Your answer should consist of the lines below that hold the word "datagrams".

→ RECORDS TO PROCESS:
===

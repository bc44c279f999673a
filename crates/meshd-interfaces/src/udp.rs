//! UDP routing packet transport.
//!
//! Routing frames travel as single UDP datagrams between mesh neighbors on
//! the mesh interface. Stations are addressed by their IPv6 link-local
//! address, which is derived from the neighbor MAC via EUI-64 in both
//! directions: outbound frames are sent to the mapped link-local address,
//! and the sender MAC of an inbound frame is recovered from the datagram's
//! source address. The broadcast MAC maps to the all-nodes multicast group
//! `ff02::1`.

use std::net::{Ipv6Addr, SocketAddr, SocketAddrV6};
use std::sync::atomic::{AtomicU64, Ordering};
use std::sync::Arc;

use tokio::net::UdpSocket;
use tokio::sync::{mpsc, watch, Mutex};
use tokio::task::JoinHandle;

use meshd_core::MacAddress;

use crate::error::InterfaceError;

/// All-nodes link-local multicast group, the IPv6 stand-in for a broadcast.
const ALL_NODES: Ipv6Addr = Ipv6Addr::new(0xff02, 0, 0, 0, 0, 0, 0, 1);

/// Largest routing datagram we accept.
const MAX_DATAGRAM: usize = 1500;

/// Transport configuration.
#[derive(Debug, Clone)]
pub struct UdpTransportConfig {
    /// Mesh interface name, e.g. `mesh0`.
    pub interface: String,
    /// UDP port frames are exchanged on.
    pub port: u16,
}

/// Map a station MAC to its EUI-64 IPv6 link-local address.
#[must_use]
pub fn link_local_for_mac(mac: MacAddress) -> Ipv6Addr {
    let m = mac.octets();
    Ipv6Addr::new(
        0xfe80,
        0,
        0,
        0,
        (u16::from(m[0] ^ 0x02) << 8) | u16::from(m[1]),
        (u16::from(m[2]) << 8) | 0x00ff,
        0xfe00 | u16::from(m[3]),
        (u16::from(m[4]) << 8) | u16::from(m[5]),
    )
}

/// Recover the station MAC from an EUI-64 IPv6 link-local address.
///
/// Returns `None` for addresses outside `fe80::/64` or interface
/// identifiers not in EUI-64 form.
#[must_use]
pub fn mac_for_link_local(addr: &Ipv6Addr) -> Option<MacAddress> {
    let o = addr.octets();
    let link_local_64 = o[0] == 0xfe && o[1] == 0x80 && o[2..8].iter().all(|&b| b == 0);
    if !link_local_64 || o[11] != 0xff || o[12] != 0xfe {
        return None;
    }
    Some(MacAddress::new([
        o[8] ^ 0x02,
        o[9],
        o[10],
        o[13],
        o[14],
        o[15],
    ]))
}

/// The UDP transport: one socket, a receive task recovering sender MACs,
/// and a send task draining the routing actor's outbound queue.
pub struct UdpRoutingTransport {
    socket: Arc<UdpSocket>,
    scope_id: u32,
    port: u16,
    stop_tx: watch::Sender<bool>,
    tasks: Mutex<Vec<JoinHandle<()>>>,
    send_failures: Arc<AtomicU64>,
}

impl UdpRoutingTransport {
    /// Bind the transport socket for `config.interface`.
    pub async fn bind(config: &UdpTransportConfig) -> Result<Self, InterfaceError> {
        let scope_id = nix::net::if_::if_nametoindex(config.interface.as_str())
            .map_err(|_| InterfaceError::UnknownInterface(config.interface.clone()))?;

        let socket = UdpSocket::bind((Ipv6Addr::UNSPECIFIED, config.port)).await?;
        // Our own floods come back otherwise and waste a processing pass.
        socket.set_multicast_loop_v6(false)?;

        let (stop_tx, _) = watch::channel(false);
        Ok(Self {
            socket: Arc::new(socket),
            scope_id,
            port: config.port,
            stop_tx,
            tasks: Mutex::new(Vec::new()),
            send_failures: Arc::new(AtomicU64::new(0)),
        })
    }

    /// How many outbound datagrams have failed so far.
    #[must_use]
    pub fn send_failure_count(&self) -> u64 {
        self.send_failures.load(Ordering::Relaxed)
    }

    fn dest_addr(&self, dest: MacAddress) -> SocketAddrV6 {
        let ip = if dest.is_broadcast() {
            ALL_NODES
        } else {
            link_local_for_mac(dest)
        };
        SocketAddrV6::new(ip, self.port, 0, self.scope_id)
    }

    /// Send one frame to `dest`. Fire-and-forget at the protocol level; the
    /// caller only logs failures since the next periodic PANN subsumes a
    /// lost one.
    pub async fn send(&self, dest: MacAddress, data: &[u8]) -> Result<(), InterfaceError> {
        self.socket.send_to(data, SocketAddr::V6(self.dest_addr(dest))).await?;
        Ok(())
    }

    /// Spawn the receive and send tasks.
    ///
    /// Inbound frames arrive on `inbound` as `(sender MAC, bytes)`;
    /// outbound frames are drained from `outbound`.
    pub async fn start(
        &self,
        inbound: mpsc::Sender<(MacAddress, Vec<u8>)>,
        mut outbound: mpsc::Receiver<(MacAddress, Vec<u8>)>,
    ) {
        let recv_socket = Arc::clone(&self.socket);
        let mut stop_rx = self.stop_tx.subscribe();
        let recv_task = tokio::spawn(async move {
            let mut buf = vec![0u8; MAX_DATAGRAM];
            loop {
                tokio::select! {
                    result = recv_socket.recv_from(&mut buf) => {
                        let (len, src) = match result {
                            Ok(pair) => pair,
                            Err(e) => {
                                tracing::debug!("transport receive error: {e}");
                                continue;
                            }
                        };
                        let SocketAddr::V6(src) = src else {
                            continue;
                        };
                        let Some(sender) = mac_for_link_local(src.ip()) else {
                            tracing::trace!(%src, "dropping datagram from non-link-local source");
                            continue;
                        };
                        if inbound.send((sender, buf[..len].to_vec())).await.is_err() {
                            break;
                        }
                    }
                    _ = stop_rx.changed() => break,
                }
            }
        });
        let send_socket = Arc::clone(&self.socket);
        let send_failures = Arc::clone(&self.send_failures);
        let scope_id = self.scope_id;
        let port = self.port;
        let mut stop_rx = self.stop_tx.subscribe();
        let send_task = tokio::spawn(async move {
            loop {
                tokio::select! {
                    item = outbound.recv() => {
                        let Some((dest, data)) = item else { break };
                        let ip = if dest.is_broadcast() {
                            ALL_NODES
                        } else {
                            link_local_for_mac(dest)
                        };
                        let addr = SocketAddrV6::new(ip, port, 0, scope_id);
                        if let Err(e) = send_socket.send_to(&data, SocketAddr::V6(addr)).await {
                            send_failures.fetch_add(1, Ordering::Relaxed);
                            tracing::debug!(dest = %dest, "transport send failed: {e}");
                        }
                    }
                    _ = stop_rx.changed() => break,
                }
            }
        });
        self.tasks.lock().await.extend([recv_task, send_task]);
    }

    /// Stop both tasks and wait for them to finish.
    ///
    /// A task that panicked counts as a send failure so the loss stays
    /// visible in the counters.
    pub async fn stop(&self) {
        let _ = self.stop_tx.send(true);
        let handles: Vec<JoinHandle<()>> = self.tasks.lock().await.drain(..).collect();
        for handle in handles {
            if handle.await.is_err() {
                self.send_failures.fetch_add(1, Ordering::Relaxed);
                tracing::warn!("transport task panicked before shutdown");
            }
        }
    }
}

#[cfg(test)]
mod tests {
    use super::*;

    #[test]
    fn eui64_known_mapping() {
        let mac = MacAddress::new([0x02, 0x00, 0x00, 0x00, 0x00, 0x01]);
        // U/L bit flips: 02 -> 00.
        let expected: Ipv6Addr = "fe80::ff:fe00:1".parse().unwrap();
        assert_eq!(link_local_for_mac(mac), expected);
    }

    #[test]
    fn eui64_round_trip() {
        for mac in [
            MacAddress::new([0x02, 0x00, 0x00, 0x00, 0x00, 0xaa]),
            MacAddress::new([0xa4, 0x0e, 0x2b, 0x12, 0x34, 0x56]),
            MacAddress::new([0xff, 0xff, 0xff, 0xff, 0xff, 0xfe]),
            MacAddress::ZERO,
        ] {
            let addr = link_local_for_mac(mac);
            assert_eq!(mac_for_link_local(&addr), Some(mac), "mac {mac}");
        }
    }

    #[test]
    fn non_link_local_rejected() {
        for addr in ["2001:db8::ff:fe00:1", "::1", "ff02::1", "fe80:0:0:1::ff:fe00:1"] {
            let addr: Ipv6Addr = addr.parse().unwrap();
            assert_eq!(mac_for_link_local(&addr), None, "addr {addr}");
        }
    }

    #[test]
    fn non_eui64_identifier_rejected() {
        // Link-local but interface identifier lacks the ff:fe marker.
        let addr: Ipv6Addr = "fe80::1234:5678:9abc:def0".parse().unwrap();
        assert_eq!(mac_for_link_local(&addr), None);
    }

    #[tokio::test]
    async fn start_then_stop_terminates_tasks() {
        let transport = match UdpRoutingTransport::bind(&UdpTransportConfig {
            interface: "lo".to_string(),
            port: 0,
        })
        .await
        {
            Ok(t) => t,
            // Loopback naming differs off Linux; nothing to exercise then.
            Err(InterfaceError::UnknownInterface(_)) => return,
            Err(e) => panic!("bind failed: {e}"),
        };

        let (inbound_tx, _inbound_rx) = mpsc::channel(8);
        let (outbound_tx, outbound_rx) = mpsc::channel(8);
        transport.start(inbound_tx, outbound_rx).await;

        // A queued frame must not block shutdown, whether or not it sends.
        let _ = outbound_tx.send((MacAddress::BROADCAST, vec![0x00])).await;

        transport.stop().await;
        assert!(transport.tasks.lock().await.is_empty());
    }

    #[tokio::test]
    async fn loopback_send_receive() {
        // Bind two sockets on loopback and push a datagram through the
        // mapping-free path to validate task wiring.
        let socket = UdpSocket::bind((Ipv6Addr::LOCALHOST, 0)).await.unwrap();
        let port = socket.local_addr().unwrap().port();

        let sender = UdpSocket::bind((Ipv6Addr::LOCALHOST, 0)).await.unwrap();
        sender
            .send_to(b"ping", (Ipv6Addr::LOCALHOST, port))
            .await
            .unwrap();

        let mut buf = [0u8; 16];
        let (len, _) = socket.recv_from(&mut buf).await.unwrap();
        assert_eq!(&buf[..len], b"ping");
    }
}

===

→ RESULT:
//! Routing frames travel as single UDP datagrams between mesh neighbors on
    /// How many outbound datagrams have failed so far.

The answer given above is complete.